#### [EXERCISE BRIEF]
This exercise calls for printing every record exactly once more.

#### [INFORMATION SHOWN]
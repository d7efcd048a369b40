//! Fixed pool of search workers.
//!
//! Each worker owns a thread, a FIFO of pending work items and its own
//! [`SearchArena`]. Queuing an item does not wake the worker; the orchestrator
//! fills every queue first and then calls [`WorkerPool::start_all`], so one
//! iteration's work is released at once.

use std::{
    mem,
    num::NonZeroUsize,
    sync::Arc,
    thread::{self, JoinHandle},
};

use crossbeam_channel::{bounded, Receiver, Sender};
use parking_lot::{Condvar, Mutex};
use tracing::{debug, trace};

use crate::{
    arena::SearchArena,
    error::{EngineError, SearchError},
    node::GameTreeNode,
    search::Searcher,
    state::GameState,
};

/// Outcome of one work item: the candidate with its fresh score, or the
/// failure that aborted its search.
pub type NodeResult<M> = Result<GameTreeNode<M>, SearchError>;

/// Scratch sizing handed to every worker's arena.
#[derive(Debug, Clone, Copy, PartialEq, Eq)]
pub struct ArenaLimits {
    pub shallow_depth: u32,
    pub capacity: usize,
}

struct WorkItem<P: GameState> {
    position: P,
    node: GameTreeNode<P::Move>,
    ply: u32,
    result: Sender<NodeResult<P::Move>>,
}

struct Queue<P: GameState> {
    items: Vec<WorkItem<P>>,
    /// Set by [`Worker::start`], cleared when the worker takes its batch.
    started: bool,
    finished: bool,
}

struct Inbox<P: GameState> {
    queue: Mutex<Queue<P>>,
    signal: Condvar,
}

/// One search thread.
pub struct Worker<P: GameState> {
    id: usize,
    inbox: Arc<Inbox<P>>,
    handle: Option<JoinHandle<()>>,
}

impl<P: GameState> Worker<P> {
    fn spawn(id: usize, tables: Arc<P::Tables>, player: P::Side, limits: ArenaLimits) -> Result<Self, EngineError> {
        let inbox = Arc::new(Inbox {
            queue: Mutex::new(Queue { items: Vec::new(), started: false, finished: false }),
            signal: Condvar::new(),
        });
        let handle = thread::Builder::new()
            .name(format!("negascout-worker-{id}"))
            .spawn({
                let inbox = Arc::clone(&inbox);
                move || run::<P>(id, &inbox, &*tables, player, SearchArena::new(limits.shallow_depth, limits.capacity))
            })
            .map_err(|err| EngineError::Spawn(err.to_string()))?;
        Ok(Self { id, inbox, handle: Some(handle) })
    }

    pub fn id(&self) -> usize {
        self.id
    }

    /// Queues `node` for a search of depth `ply` from the `position` snapshot,
    /// which must already have the node's move applied.
    ///
    /// The returned channel yields exactly one result once the worker has been
    /// started and reaches the item. If the worker shuts down first the
    /// channel disconnects instead.
    pub fn eval(&self, position: P, node: GameTreeNode<P::Move>, ply: u32) -> Receiver<NodeResult<P::Move>> {
        let (tx, rx) = bounded(1);
        self.inbox.queue.lock().items.push(WorkItem { position, node, ply, result: tx });
        rx
    }

    /// Releases everything queued so far. Does nothing on an empty queue.
    pub fn start(&self) {
        let mut queue = self.inbox.queue.lock();
        if !queue.items.is_empty() {
            queue.started = true;
            self.inbox.signal.notify_one();
        }
    }

    pub fn queued(&self) -> usize {
        self.inbox.queue.lock().items.len()
    }
}

impl<P: GameState> Drop for Worker<P> {
    fn drop(&mut self) {
        self.inbox.queue.lock().finished = true;
        self.inbox.signal.notify_all();
        if let Some(handle) = self.handle.take() {
            let _ = handle.join();
        }
    }
}

fn run<P: GameState>(id: usize, inbox: &Inbox<P>, tables: &P::Tables, player: P::Side, mut arena: SearchArena<P::Move>) {
    debug!(worker = id, "search worker started");
    loop {
        let batch = {
            let mut queue = inbox.queue.lock();
            while !queue.finished && !(queue.started && !queue.items.is_empty()) {
                inbox.signal.wait(&mut queue);
            }
            if queue.finished {
                break;
            }
            queue.started = false;
            mem::take(&mut queue.items)
        };

        for item in batch {
            let WorkItem { mut position, mut node, ply, result } = item;
            arena.reset_nodes();
            let outcome = Searcher::new(tables, &mut position, &mut arena, ply)
                .search(&mut node, player)
                .map(|score| {
                    node.eval = Some(score);
                    node
                });
            if let Ok(scored) = &outcome {
                trace!(
                    worker = id,
                    ply,
                    mv = ?scored.mv,
                    score = scored.score(),
                    nodes = arena.nodes(),
                    "candidate searched"
                );
            }
            // The orchestrator may have given up on this iteration.
            let _ = result.send(outcome);
        }
    }
    debug!(worker = id, "search worker stopped");
}

/// Hardware concurrency, falling back to one.
pub fn default_threads() -> usize {
    thread::available_parallelism().map(NonZeroUsize::get).unwrap_or(1)
}

/// All workers of one engine, searching on behalf of a single player.
pub struct WorkerPool<P: GameState> {
    workers: Vec<Worker<P>>,
}

impl<P: GameState> WorkerPool<P> {
    /// Spawns `threads` workers (at least one).
    pub fn new(threads: usize, tables: Arc<P::Tables>, player: P::Side, limits: ArenaLimits) -> Result<Self, EngineError> {
        let workers = (0..threads.max(1))
            .map(|id| Worker::spawn(id, Arc::clone(&tables), player, limits))
            .collect::<Result<Vec<_>, _>>()?;
        debug!(threads = workers.len(), "worker pool ready");
        Ok(Self { workers })
    }

    pub fn len(&self) -> usize {
        self.workers.len()
    }

    pub fn is_empty(&self) -> bool {
        self.workers.is_empty()
    }

    pub fn workers(&self) -> &[Worker<P>] {
        &self.workers
    }

    /// Queues each candidate on the next worker in turn. Every candidate
    /// gets its own copy of `position` with the candidate's move applied.
    pub fn dispatch_round_robin<I>(&self, position: &P, nodes: I, ply: u32) -> Vec<Receiver<NodeResult<P::Move>>>
    where
        I: IntoIterator<Item = GameTreeNode<P::Move>>,
    {
        nodes
            .into_iter()
            .zip(self.workers.iter().cycle())
            .map(|(node, worker)| {
                let mut snapshot = position.clone();
                if let Some(mv) = node.mv {
                    snapshot.apply_move(mv);
                }
                worker.eval(snapshot, node, ply)
            })
            .collect()
    }

    pub fn start_all(&self) {
        for worker in &self.workers {
            worker.start();
        }
    }
}

#[cfg(test)]
#[path = "pool_tests.rs"]
mod pool_tests;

#### [ANSWER SPACE]
repository d7efcd048a369b40
//! Fixed pool of search workers.
//!
//! Each worker owns a thread, a FIFO of pending work items and its own
//! [`SearchArena`]. Queuing an item does not wake the worker; the orchestrator
//! fills every queue first and then calls [`WorkerPool::start_all`], so one
//! iteration's work is released at once.

use std::{
    mem,
    num::NonZeroUsize,
    sync::Arc,
    thread::{self, JoinHandle},
};

use crossbeam_channel::{bounded, Receiver, Sender};
use parking_lot::{Condvar, Mutex};
use tracing::{debug, trace};

use crate::{
    arena::SearchArena,
    error::{EngineError, SearchError},
    node::GameTreeNode,
    search::Searcher,
    state::GameState,
};

/// Outcome of one work item: the candidate with its fresh score, or the
/// failure that aborted its search.
pub type NodeResult<M> = Result<GameTreeNode<M>, SearchError>;

/// Scratch sizing handed to every worker's arena.
#[derive(Debug, Clone, Copy, PartialEq, Eq)]
pub struct ArenaLimits {
    pub shallow_depth: u32,
    pub capacity: usize,
}

struct WorkItem<P: GameState> {
    position: P,
    node: GameTreeNode<P::Move>,
    ply: u32,
    result: Sender<NodeResult<P::Move>>,
}

struct Queue<P: GameState> {
    items: Vec<WorkItem<P>>,
    /// Set by [`Worker::start`], cleared when the worker takes its batch.
    started: bool,
    finished: bool,
}

struct Inbox<P: GameState> {
    queue: Mutex<Queue<P>>,
    signal: Condvar,
}

/// One search thread.
pub struct Worker<P: GameState> {
    id: usize,
    inbox: Arc<Inbox<P>>,
    handle: Option<JoinHandle<()>>,
}

impl<P: GameState> Worker<P> {
    fn spawn(id: usize, tables: Arc<P::Tables>, player: P::Side, limits: ArenaLimits) -> Result<Self, EngineError> {
        let inbox = Arc::new(Inbox {
            queue: Mutex::new(Queue { items: Vec::new(), started: false, finished: false }),
            signal: Condvar::new(),
        });
        let handle = thread::Builder::new()
            .name(format!("negascout-worker-{id}"))
            .spawn({
                let inbox = Arc::clone(&inbox);
                move || run::<P>(id, &inbox, &*tables, player, SearchArena::new(limits.shallow_depth, limits.capacity))
            })
            .map_err(|err| EngineError::Spawn(err.to_string()))?;
        Ok(Self { id, inbox, handle: Some(handle) })
    }

    pub fn id(&self) -> usize {
        self.id
    }

    /// Queues `node` for a search of depth `ply` from the `position` snapshot,
    /// which must already have the node's move applied.
    ///
    /// The returned channel yields exactly one result once the worker has been
    /// started and reaches the item. If the worker shuts down first the
    /// channel disconnects instead.
    pub fn eval(&self, position: P, node: GameTreeNode<P::Move>, ply: u32) -> Receiver<NodeResult<P::Move>> {
        let (tx, rx) = bounded(1);
        self.inbox.queue.lock().items.push(WorkItem { position, node, ply, result: tx });
        rx
    }

    /// Releases everything queued so far. Does nothing on an empty queue.
    pub fn start(&self) {
        let mut queue = self.inbox.queue.lock();
        if !queue.items.is_empty() {
            queue.started = true;
            self.inbox.signal.notify_one();
        }
    }

    pub fn queued(&self) -> usize {
        self.inbox.queue.lock().items.len()
    }
}

impl<P: GameState> Drop for Worker<P> {
    fn drop(&mut self) {
        self.inbox.queue.lock().finished = true;
        self.inbox.signal.notify_all();
        if let Some(handle) = self.handle.take() {
            let _ = handle.join();
        }
    }
}

fn run<P: GameState>(id: usize, inbox: &Inbox<P>, tables: &P::Tables, player: P::Side, mut arena: SearchArena<P::Move>) {
    debug!(worker = id, "search worker started");
    loop {
        let batch = {
            let mut queue = inbox.queue.lock();
            while !queue.finished && !(queue.started && !queue.items.is_empty()) {
                inbox.signal.wait(&mut queue);
            }
            if queue.finished {
                break;
            }
            queue.started = false;
            mem::take(&mut queue.items)
        };

        for item in batch {
            let WorkItem { mut position, mut node, ply, result } = item;
            arena.reset_nodes();
            let outcome = Searcher::new(tables, &mut position, &mut arena, ply)
                .search(&mut node, player)
                .map(|score| {
                    node.eval = Some(score);
                    node
                });
            if let Ok(scored) = &outcome {
                trace!(
                    worker = id,
                    ply,
                    mv = ?scored.mv,
                    score = scored.score(),
                    nodes = arena.nodes(),
                    "candidate searched"
                );
            }
            // The orchestrator may have given up on this iteration.
            let _ = result.send(outcome);
        }
    }
    debug!(worker = id, "search worker stopped");
}

/// Hardware concurrency, falling back to one.
pub fn default_threads() -> usize {
    thread::available_parallelism().map(NonZeroUsize::get).unwrap_or(1)
}

/// All workers of one engine, searching on behalf of a single player.
pub struct WorkerPool<P: GameState> {
    workers: Vec<Worker<P>>,
}

impl<P: GameState> WorkerPool<P> {
    /// Spawns `threads` workers (at least one).
    pub fn new(threads: usize, tables: Arc<P::Tables>, player: P::Side, limits: ArenaLimits) -> Result<Self, EngineError> {
        let workers = (0..threads.max(1))
            .map(|id| Worker::spawn(id, Arc::clone(&tables), player, limits))
            .collect::<Result<Vec<_>, _>>()?;
        debug!(threads = workers.len(), "worker pool ready");
        Ok(Self { workers })
    }

    pub fn len(&self) -> usize {
        self.workers.len()
    }

    pub fn is_empty(&self) -> bool {
        self.workers.is_empty()
    }

    pub fn workers(&self) -> &[Worker<P>] {
        &self.workers
    }

    /// Queues each candidate on the next worker in turn. Every candidate
    /// gets its own copy of `position` with the candidate's move applied.
    pub fn dispatch_round_robin<I>(&self, position: &P, nodes: I, ply: u32) -> Vec<Receiver<NodeResult<P::Move>>>
    where
        I: IntoIterator<Item = GameTreeNode<P::Move>>,
    {
        nodes
            .into_iter()
            .zip(self.workers.iter().cycle())
            .map(|(node, worker)| {
                let mut snapshot = position.clone();
                if let Some(mv) = node.mv {
                    snapshot.apply_move(mv);
                }
                worker.eval(snapshot, node, ply)
            })
            .collect()
    }

    pub fn start_all(&self) {
        for worker in &self.workers {
            worker.start();
        }
    }
}

#[cfg(test)]
#[path = "pool_tests.rs"]
mod pool_tests;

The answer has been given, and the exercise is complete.